Problem statement: Filter the entries that follow, copying every line in which the word "Burn" appears.

[Data for the task — start]

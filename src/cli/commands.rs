//! CLI Commands.
//!
//! Every command operates on the protocol snapshot named by the CLI
//! configuration. Mutating commands write the snapshot back only when the
//! protocol accepted the operation.

use chrono::DateTime;
use indicatif::{ProgressBar, ProgressStyle};
use rust_decimal::Decimal;
use serde::Serialize;
use std::str::FromStr;

use super::output::{format_rate, format_scale_factor, format_timestamp};
use super::{CliApp, CliError, CliResult, CommandOutput, Executable};
use crate::core::amount::{format_units, NativeAmount, ShareAmount, TokenAmount};
use crate::core::config::ProtocolConfig;
use crate::core::share::{Asset, ShareClass};
use crate::error::Error;
use crate::protocol::exchange::TokenExchange;
use crate::protocol::orchestrator::ShareExchange;
use crate::protocol::simulation::{Simulation, SimulationConfig};
use crate::protocol::state::ProtocolState;
use crate::utils::address::Address;
use crate::utils::constants::DECIMALS;

// ═══════════════════════════════════════════════════════════════════════════════
// COMMAND ENUM
// ═══════════════════════════════════════════════════════════════════════════════

/// All available commands
#[derive(Debug, Clone)]
pub enum Command {
    /// Deploy a fresh protocol snapshot
    Init(InitCommand),
    /// Protocol overview
    Status(StatusCommand),
    /// Move the simulated clock
    Advance(AdvanceCommand),
    /// Credit native currency
    Fund(FundCommand),
    /// Account balances
    Balance(BalanceCommand),
    /// Bid on the current auction
    Bid(BidCommand),
    /// Settle the current auction
    Settle(SettleCommand),
    /// Exchange along the curve
    Exchange(ExchangeCommand),
    /// Transfer shares or tokens
    Transfer(TransferCommand),
    /// Burn shares or tokens
    Burn(BurnCommand),
    /// Recent events
    Events(EventsCommand),
    /// Seeded random workload
    Simulate(SimulateCommand),
}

[Data for the task — finish]

Solution to this task:
    /// Burn shares or tokens
    Burn(BurnCommand),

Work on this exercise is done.